§ **Problem requirements**
Scan the records below and report how many lines include the string "bucket"; the number alone will do.

§ **Stored items**

##########

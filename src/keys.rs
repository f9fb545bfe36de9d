//! Board-key normalization and canonical column-key inference.
//!
//! The supervisor reports device state as nested mappings of uneven depth:
//! board-level rows (names, firmware), ADC-level rows (temperatures) and
//! RF-level rows (gains, levels). To lay every row of a panel out on one
//! column grid, all keys are first normalized to integer tuples and then
//! reduced to a single canonical, sorted, gap-filled set of deepest keys.
//! A board that runs no firmware contributes only its board-level key; a
//! synthesized all-zero tail keeps it aligned with the boards that do.

use std::collections::{BTreeMap, BTreeSet};
use std::fmt;

use log::debug;

use crate::error::{McError, McResult};

/// Normalize a board name to its zero-based index.
///
/// Fixed naming convention: boards are named with a 1-based trailing numeral
/// ("roach1", "roach2", ...), so "roach2" maps to index 1. This is not
/// general name parsing; a name without trailing digits, or numbered 0, is
/// rejected.
pub fn board_index(name: &str) -> McResult<u32> {
    let bytes = name.as_bytes();
    let start = bytes
        .iter()
        .rposition(|b| !b.is_ascii_digit())
        .map(|i| i + 1)
        .unwrap_or(0);
    let digits = &name[start..];
    let number: u32 = digits
        .parse()
        .map_err(|_| McError::BoardName(name.to_string()))?;
    if number == 0 {
        return Err(McError::BoardName(name.to_string()));
    }
    Ok(number - 1)
}

/// Integer key tuple of depth 1..=3 addressing one grid column (or a span of
/// columns when shallower than the grid's deepest keys).
///
/// Ordering is lexicographic by tuple value, which is also the column order.
#[derive(Clone, Debug, Default, PartialEq, Eq, PartialOrd, Ord, Hash)]
pub struct GridKey(Vec<u32>);

impl GridKey {
    pub fn new(parts: Vec<u32>) -> Self {
        GridKey(parts)
    }

    /// Depth-1 key for one board.
    pub fn board(index: u32) -> Self {
        GridKey(vec![index])
    }

    pub fn depth(&self) -> usize {
        self.0.len()
    }

    pub fn parts(&self) -> &[u32] {
        &self.0
    }

    /// Leading (board) component, if any.
    pub fn board_part(&self) -> Option<u32> {
        self.0.first().copied()
    }

    /// This key extended with trailing zeros out to `depth`.
    pub fn padded_to(&self, depth: usize) -> GridKey {
        let mut parts = self.0.clone();
        while parts.len() < depth {
            parts.push(0);
        }
        GridKey(parts)
    }

    /// True when `other` starts with this key (equal keys count).
    pub fn is_prefix_of(&self, other: &GridKey) -> bool {
        other.0.len() >= self.0.len() && other.0[..self.0.len()] == self.0[..]
    }
}

impl fmt::Display for GridKey {
    fn fmt(&self, f: &mut fmt::Formatter<'_>) -> fmt::Result {
        write!(f, "(")?;
        for (i, part) in self.0.iter().enumerate() {
            if i > 0 {
                write!(f, ",")?;
            }
            write!(f, "{part}")?;
        }
        write!(f, ")")
    }
}

impl From<&[u32]> for GridKey {
    fn from(parts: &[u32]) -> Self {
        GridKey(parts.to_vec())
    }
}

/// Compute the canonical ordered column keys for a set of rows.
///
/// Each input set holds the (already normalized) keys of one row. The result
/// is the de-duplicated set of keys at the highest observed depth, padded so
/// that every board named by a depth-1 key is represented, then sorted.
///
/// Rows of intermediate depth (an ADC-level temperature row between board
/// and RF rows) are legal: they contribute no columns and are later placed
/// by prefix matching. What cannot be reconciled is a board whose deepest
/// contribution is neither board-level (absent firmware, recoverable by
/// zero padding) nor the grid's highest depth; that fails with
/// `KeyInconsistency`. An empty input yields an empty result.
pub fn canonical_keys(sets: &[Vec<GridKey>]) -> McResult<Vec<GridKey>> {
    let mut by_depth: BTreeMap<usize, Vec<GridKey>> = BTreeMap::new();
    let mut deepest_per_board: BTreeMap<u32, usize> = BTreeMap::new();
    for set in sets {
        for key in set {
            if key.depth() == 0 {
                continue;
            }
            let bucket = by_depth.entry(key.depth()).or_default();
            if !bucket.contains(key) {
                bucket.push(key.clone());
            }
            if let Some(board) = key.board_part() {
                let deepest = deepest_per_board.entry(board).or_insert(0);
                *deepest = (*deepest).max(key.depth());
            }
        }
    }
    let highest = match by_depth.keys().next_back() {
        Some(depth) => *depth,
        None => return Ok(Vec::new()),
    };
    for (&board, &deepest) in &deepest_per_board {
        if deepest != 1 && deepest != highest {
            return Err(McError::KeyInconsistency(format!(
                "board {board} reports depth {deepest}, grid needs {highest} or board-level"
            )));
        }
    }

    let mut keys = by_depth.get(&highest).cloned().unwrap_or_default();
    if highest > 1 {
        if let Some(boards) = by_depth.get(&1) {
            // Every board needs at least one column, even with no firmware.
            let covered: BTreeSet<u32> =
                keys.iter().filter_map(GridKey::board_part).collect();
            let uncovered = boards
                .iter()
                .any(|b| b.board_part().map(|i| !covered.contains(&i)).unwrap_or(false));
            if uncovered {
                for board in boards {
                    let padded = board.padded_to(highest);
                    if !keys.contains(&padded) {
                        let position =
                            (board.board_part().unwrap_or(0) as usize).min(keys.len());
                        debug!("synthesizing column key {padded} at position {position}");
                        keys.insert(position, padded);
                    }
                }
            }
        }
    }

    keys.sort();
    keys.dedup();
    Ok(keys)
}
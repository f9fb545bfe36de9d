//! Central error type for the monitor-and-control client.
//!
//! Every fallible path in the crate returns [`McError`]. Remote-call failures
//! are converted at the proxy boundary into `Communication` (transport) or
//! `Remote` (the supervisor raised an error); the dispatcher converts both
//! into non-fatal apply outcomes so raw transport errors never reach the
//! presentation layer. `KeyNotFound` and `KeyInconsistency` mirror the two
//! cache/layout failure modes: a value that was never populated, and a key
//! set whose depths cannot be reconciled into one column grid.

use thiserror::Error;

/// Convenience alias for results using the client error type.
pub type McResult<T> = std::result::Result<T, McError>;

#[derive(Error, Debug)]
pub enum McError {
    #[error("communication error: {0}")]
    Communication(String),

    #[error("remote call failed: {0}")]
    Remote(String),

    #[error("malformed response payload: {0}")]
    Payload(String),

    #[error("configuration error: {0}")]
    Config(#[from] figment::Error),

    #[error("configuration validation error: {0}")]
    Configuration(String),

    #[error("I/O error: {0}")]
    Io(#[from] std::io::Error),

    #[error("JSON error: {0}")]
    Json(#[from] serde_json::Error),

    #[error("no cached value at {0}")]
    KeyNotFound(String),

    #[error("inconsistent key depths: {0}")]
    KeyInconsistency(String),

    #[error("board name '{0}' does not end in a 1-based index digit")]
    BoardName(String),

    #[error("invalid request: {0}")]
    Request(String),
}

impl McError {
    /// True for the error kinds produced by a failed remote call.
    pub fn is_remote_failure(&self) -> bool {
        matches!(
            self,
            McError::Communication(_) | McError::Remote(_) | McError::Io(_)
        )
    }
}

#[cfg(test)]
mod tests {
    use super::*;

    #[test]
    fn remote_failures_are_classified() {
        assert!(McError::Communication("down".into()).is_remote_failure());
        assert!(McError::Remote("KeyError".into()).is_remote_failure());
        assert!(!McError::KeyNotFound("roach1/0/0".into()).is_remote_failure());
    }

    #[test]
    fn io_errors_convert() {
        let err: McError = std::io::Error::new(std::io::ErrorKind::ConnectionRefused, "nope").into();
        assert!(err.is_remote_failure());
    }
}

##########

§ **Solution for this problem**
3